Nell’espressione “cattolicesimo democratico” occorre spiegare il significato e il valore del “cattolicesimo”. Bisogna praticare la religione cattolica per essere “cattolici democratici”?
I cattolici democratici italiani hanno diretto la politica di governo della nostra Repubblica dal dicembre 1945 al maggio 1995 operando mediante il partito della Democrazia Cristiana, organizzato, d’intesa con la Segreteria di Stato vaticana, dal 1943 sulla base della sollecitazione venuta dal Papato romano mediante l’importantissimo radiomessaggio natalizio diffuso, durante la Seconda guerra mondiale, il 24 dicembre 1942, contenente il programma politico di massima per la riorganizzazione delle istituzioni del mondo per ripristinarvi e mantenervi la pace
al termine del quale si legge:
Considerazioni sulla guerra mondiale
e sul rinnovamento della società
Diletti figli! Voglia Dio che, mentre la Nostra voce arriva al vostro orecchio, il vostro cuore sia profondamente scosso e commosso dalla serietà profonda, dall'ardente sollecitudine, dalla scongiurante insistenza, con cui Noi vi inculchiamo questi pensieri, che vogliono essere un appello alla coscienza universale e un grido di raccolta per tutti quelli che sono pronti a ponderare e misurare la grandezza della loro missione e responsabilità dalla vastità della sciagura universale.

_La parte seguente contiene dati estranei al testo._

//! End-to-end delivery between two proxies over the loopback transport.

use std::{num::NonZeroUsize, time::Duration};

use rstest::rstest;
use wirebridge::{AppMessage, Envelope, NetworkId, ProxyBuilder};
use wirebridge_testing::{payload, poll_receive, poll_receive_for, wired_pair};

fn small_threshold(builder: ProxyBuilder) -> ProxyBuilder {
    builder
        .split_threshold(NonZeroUsize::new(1024).expect("non-zero"))
        .network(NetworkId::LOCAL)
}

#[rstest]
#[case::whole(100)]
#[case::at_scenario_size(2500)]
#[case::many_parts(40_000)]
#[tokio::test]
async fn broadcast_arrives_byte_exact(#[case] len: usize) {
    let pair = wired_pair::<Envelope>(small_threshold);
    let sent = Envelope::broadcast(6, payload(len));
    pair.a.send(sent.clone()).await.expect("send");

    let received = poll_receive(&pair.b).await.expect("message delivered");
    assert_eq!(received.payload(), sent.payload());
    assert_eq!(received.message_type(), 6);
    assert_eq!(received.message_hash(), sent.message_hash());
    assert_eq!(received.network_origin(), Some("<BROADCAST>"));
    assert_eq!(pair.b.stats().delivered, 1);
    assert_eq!(received.without_origin(), sent);
}

#[tokio::test]
async fn default_threshold_splits_multi_megabyte_message() {
    let pair = wired_pair::<Envelope>(|builder| builder);
    let sent = Envelope::broadcast(1, payload(3 * 1024 * 1024));
    pair.a.send(sent.clone()).await.expect("send");

    let received = poll_receive_for(&pair.b, Duration::from_secs(30))
        .await
        .expect("message delivered");
    assert_eq!(received.payload(), sent.payload());
    assert!(pair.b.stats().frames_in >= 4);
}

#[rstest]
#[case::random_peer(None, "<RANDOM>")]
#[case::named_peer(Some("peer-12"), "peer-12")]
#[tokio::test]
async fn directed_message_carries_routing_hint(
    #[case] origin: Option<&str>,
    #[case] expected: &str,
) {
    let pair = wired_pair::<Envelope>(small_threshold);
    let sent = Envelope::directed(3, origin.map(str::to_owned), payload(5000));
    pair.a.send(sent).await.expect("send");

    let received = poll_receive(&pair.b).await.expect("message delivered");
    assert_eq!(received.network_origin(), Some(expected));
}

#[tokio::test]
async fn messages_flow_both_ways() {
    let pair = wired_pair::<Envelope>(small_threshold);
    pair.a
        .send(Envelope::broadcast(1, payload(3000)))
        .await
        .expect("send a -> b");
    pair.b
        .send(Envelope::broadcast(2, payload(10)))
        .await
        .expect("send b -> a");

    let at_b = poll_receive(&pair.b).await.expect("delivered to b");
    let at_a = poll_receive(&pair.a).await.expect("delivered to a");
    assert_eq!(at_b.message_type(), 1);
    assert_eq!(at_a.message_type(), 2);
    assert!(pair.a.bytes_out() > pair.b.bytes_out());
    assert_eq!(pair.a.bytes_out(), pair.b.bytes_in());
}

#[tokio::test]
async fn many_messages_arrive_in_send_order() {
    let pair = wired_pair::<Envelope>(small_threshold);
    for message_type in 0..20_u8 {
        let len = 500 + usize::from(message_type) * 300;
        pair.a
            .send(Envelope::broadcast(message_type, payload(len)))
            .await
            .expect("send");
    }
    for expected in 0..20_u8 {
        let received = poll_receive(&pair.b).await.expect("message delivered");
        assert_eq!(received.message_type(), expected);
    }
}

#[tokio::test]
async fn idle_proxy_receives_nothing() {
    let pair = wired_pair::<Envelope>(small_threshold);
    assert!(pair.b.receive().is_none());
    assert!(
        poll_receive_for(&pair.b, Duration::from_millis(50))
            .await
            .is_none()
    );
    assert!(*pair.a == *pair.b, "a->b and b->a name the same link");
}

Gran parte della umanità, e, non rifuggiamo dall'affermarlo, anche non pochi di coloro che si chiamano cristiani, entrano in certa guisa nella responsabilità collettiva dello sviluppo erroneo, dei danni e della mancanza di altezza morale della società odierna.
Questa guerra mondiale, e tutto ciò che le si connette, si tratti dei precedenti remoti o prossimi, o dei suoi procedimenti ed effetti materiali, giuridici e morali, che altro rappresenta se non lo sfacelo, inaspettato forse agl'inconsiderati, ma intuito e deprecato da coloro i quali penetravano a fondo col loro sguardo in un ordine sociale, che dietro l'ingannevole volto o la maschera di formole convenzionali nascondeva la sua debolezza fatale e il suo sfrenato istinto di guadagno e di potere?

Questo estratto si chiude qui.